(Saved data entries)
★ ★ ★ ★ ★

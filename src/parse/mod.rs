
use std::mem;

use itertools::Itertools;

use crate::{
    command::{Command, CommandKind, Group, Parameter, Position},
    error::PathError,
};

/// Parse path data into a sequence of commands holding the raw text of their parameters.
///
/// Numbers are scanned left to right:
/// - whitespace and commas are optional separators
/// - a sign always starts a new number
/// - a `.` starts a new number when the current one already has one, ie. `1.2.3` reads as `1.2` and `0.3`
/// - arc flags are exactly one digit, ie. `11` reads as two flags
///
/// # Failures
/// - an unknown command letter, or a character which is neither a number nor a separator
/// - a command whose parameter count does not fit its arity
///
/// # Example
/// ```
/// use pathmorph::prelude::*;
///
/// let commands = parse("M0 0L1.2.3").unwrap();
/// assert_eq!(commands.len(), 2);
/// assert_eq!(commands[1].kind(), CommandKind::Line);
/// assert_eq!(commands[1].groups()[0].get(Parameter::X), Some("1.2"));
/// assert_eq!(commands[1].groups()[0].get(Parameter::Y), Some("0.3"));
/// ```
pub fn parse(text: &str) -> Result<Vec<Command>, PathError> {
    let mut commands = vec![];
    let mut scanner: Option<ParameterScanner> = None;

    for (position, character) in text.chars().enumerate() {
        if character.is_ascii_alphabetic() {
            let (kind, variant) =
                CommandKind::from_letter(character).ok_or(PathError::Grammar {
                    character,
                    position,
                })?;
            if let Some(previous) = scanner.take() {
                commands.push(previous.finish()?);
            }
            scanner = Some(ParameterScanner::new(kind, variant));
            continue;
        }

        match scanner.as_mut() {
            Some(scanner) => scanner.push(character, position)?,
            None if is_separator(character) => {}
            None => {
                return Err(PathError::Grammar {
                    character,
                    position,
                })
            }
        }
    }

    if let Some(last) = scanner {
        commands.push(last.finish()?);
    }

    Ok(commands)
}

fn is_separator(character: char) -> bool {
    character.is_whitespace() || character == ','
}

/// Accumulates the parameter region of a single command
struct ParameterScanner {
    kind: CommandKind,
    position: Position,
    numbers: Vec<String>,
    token: String,
}

impl ParameterScanner {
    fn new(kind: CommandKind, position: Position) -> Self {
        Self {
            kind,
            position,
            numbers: vec![],
            token: String::new(),
        }
    }

    /// Parameter slot the current token is filling
    fn parameter(&self) -> Option<Parameter> {
        let parameters = self.kind.parameters();
        if parameters.is_empty() {
            None
        } else {
            Some(parameters[self.numbers.len() % parameters.len()])
        }
    }

    fn flush(&mut self) {
        if !self.token.is_empty() {
            self.numbers.push(mem::take(&mut self.token));
        }
    }

    /// Flags are a single `0` or `1` digit, without sign or decimal point
    fn reject_in_flag(&self, character: char, position: usize) -> Result<(), PathError> {
        if self.parameter().is_some_and(|p| p.is_flag()) {
            Err(PathError::Grammar {
                character,
                position,
            })
        } else {
            Ok(())
        }
    }

    fn push(&mut self, character: char, position: usize) -> Result<(), PathError> {
        match character {
            c if is_separator(c) => self.flush(),
            '-' | '+' => {
                self.flush();
                self.reject_in_flag(character, position)?;
                self.token.push(character);
            }
            '.' => {
                if self.token.contains('.') {
                    self.flush();
                    self.reject_in_flag(character, position)?;
                    self.token.push_str("0.");
                } else {
                    self.reject_in_flag(character, position)?;
                    self.token.push('.');
                }
            }
            '0'..='9' => {
                self.token.push(character);
                if self.parameter().is_some_and(|p| p.is_flag()) {
                    self.flush();
                }
            }
            _ => {
                return Err(PathError::Grammar {
                    character,
                    position,
                })
            }
        }
        Ok(())
    }

    fn finish(mut self) -> Result<Command, PathError> {
        self.flush();

        let arity = self.kind.segment_arity();
        let found = self.numbers.len();
        let fits = if arity == 0 {
            found == 0
        } else {
            found > 0 && found % arity == 0
        };
        if !fits {
            return Err(PathError::Arity {
                command: self.kind.letter(self.position),
                expected: arity,
                found,
            });
        }

        let (kind, position) = (self.kind, self.position);
        let groups = if arity == 0 {
            vec![]
        } else {
            self.numbers
                .chunks(kind.parameters().len())
                .map(|values| Group::new(kind, position, values.to_vec()))
                .collect_vec()
        };

        Ok(Command::new(kind, position, groups))
    }
}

★ ★ ★ ★ ★

Print the records again in full, exactly as they appear above.

**Problem solution**
filename src/parse/mod.rs

use std::mem;

use itertools::Itertools;

use crate::{
    command::{Command, CommandKind, Group, Parameter, Position},
    error::PathError,
};

/// Parse path data into a sequence of commands holding the raw text of their parameters.
///
/// Numbers are scanned left to right:
/// - whitespace and commas are optional separators
/// - a sign always starts a new number
/// - a `.` starts a new number when the current one already has one, ie. `1.2.3` reads as `1.2` and `0.3`
/// - arc flags are exactly one digit, ie. `11` reads as two flags
///
/// # Failures
/// - an unknown command letter, or a character which is neither a number nor a separator
/// - a command whose parameter count does not fit its arity
///
/// # Example
/// ```
/// use pathmorph::prelude::*;
///
/// let commands = parse("M0 0L1.2.3").unwrap();
/// assert_eq!(commands.len(), 2);
/// assert_eq!(commands[1].kind(), CommandKind::Line);
/// assert_eq!(commands[1].groups()[0].get(Parameter::X), Some("1.2"));
/// assert_eq!(commands[1].groups()[0].get(Parameter::Y), Some("0.3"));
/// ```
pub fn parse(text: &str) -> Result<Vec<Command>, PathError> {
    let mut commands = vec![];
    let mut scanner: Option<ParameterScanner> = None;

    for (position, character) in text.chars().enumerate() {
        if character.is_ascii_alphabetic() {
            let (kind, variant) =
                CommandKind::from_letter(character).ok_or(PathError::Grammar {
                    character,
                    position,
                })?;
            if let Some(previous) = scanner.take() {
                commands.push(previous.finish()?);
            }
            scanner = Some(ParameterScanner::new(kind, variant));
            continue;
        }

        match scanner.as_mut() {
            Some(scanner) => scanner.push(character, position)?,
            None if is_separator(character) => {}
            None => {
                return Err(PathError::Grammar {
                    character,
                    position,
                })
            }
        }
    }

    if let Some(last) = scanner {
        commands.push(last.finish()?);
    }

    Ok(commands)
}

fn is_separator(character: char) -> bool {
    character.is_whitespace() || character == ','
}

/// Accumulates the parameter region of a single command
struct ParameterScanner {
    kind: CommandKind,
    position: Position,
    numbers: Vec<String>,
    token: String,
}

impl ParameterScanner {
    fn new(kind: CommandKind, position: Position) -> Self {
        Self {
            kind,
            position,
            numbers: vec![],
            token: String::new(),
        }
    }

    /// Parameter slot the current token is filling
    fn parameter(&self) -> Option<Parameter> {
        let parameters = self.kind.parameters();
        if parameters.is_empty() {
            None
        } else {
            Some(parameters[self.numbers.len() % parameters.len()])
        }
    }

    fn flush(&mut self) {
        if !self.token.is_empty() {
            self.numbers.push(mem::take(&mut self.token));
        }
    }

    /// Flags are a single `0` or `1` digit, without sign or decimal point
    fn reject_in_flag(&self, character: char, position: usize) -> Result<(), PathError> {
        if self.parameter().is_some_and(|p| p.is_flag()) {
            Err(PathError::Grammar {
                character,
                position,
            })
        } else {
            Ok(())
        }
    }

    fn push(&mut self, character: char, position: usize) -> Result<(), PathError> {
        match character {
            c if is_separator(c) => self.flush(),
            '-' | '+' => {
                self.flush();
                self.reject_in_flag(character, position)?;
                self.token.push(character);
            }
            '.' => {
                if self.token.contains('.') {
                    self.flush();
                    self.reject_in_flag(character, position)?;
                    self.token.push_str("0.");
                } else {
                    self.reject_in_flag(character, position)?;
                    self.token.push('.');
                }
            }
            '0'..='9' => {
                self.token.push(character);
                if self.parameter().is_some_and(|p| p.is_flag()) {
                    self.flush();
                }
            }
            _ => {
                return Err(PathError::Grammar {
                    character,
                    position,
                })
            }
        }
        Ok(())
    }

    fn finish(mut self) -> Result<Command, PathError> {
        self.flush();

        let arity = self.kind.segment_arity();
        let found = self.numbers.len();
        let fits = if arity == 0 {
            found == 0
        } else {
            found > 0 && found % arity == 0
        };
        if !fits {
            return Err(PathError::Arity {
                command: self.kind.letter(self.position),
                expected: arity,
                found,
            });
        }

        let (kind, position) = (self.kind, self.position);
        let groups = if arity == 0 {
            vec![]
        } else {
            self.numbers
                .chunks(kind.parameters().len())
                .map(|values| Group::new(kind, position, values.to_vec()))
                .collect_vec()
        };

        Ok(Command::new(kind, position, groups))
    }
}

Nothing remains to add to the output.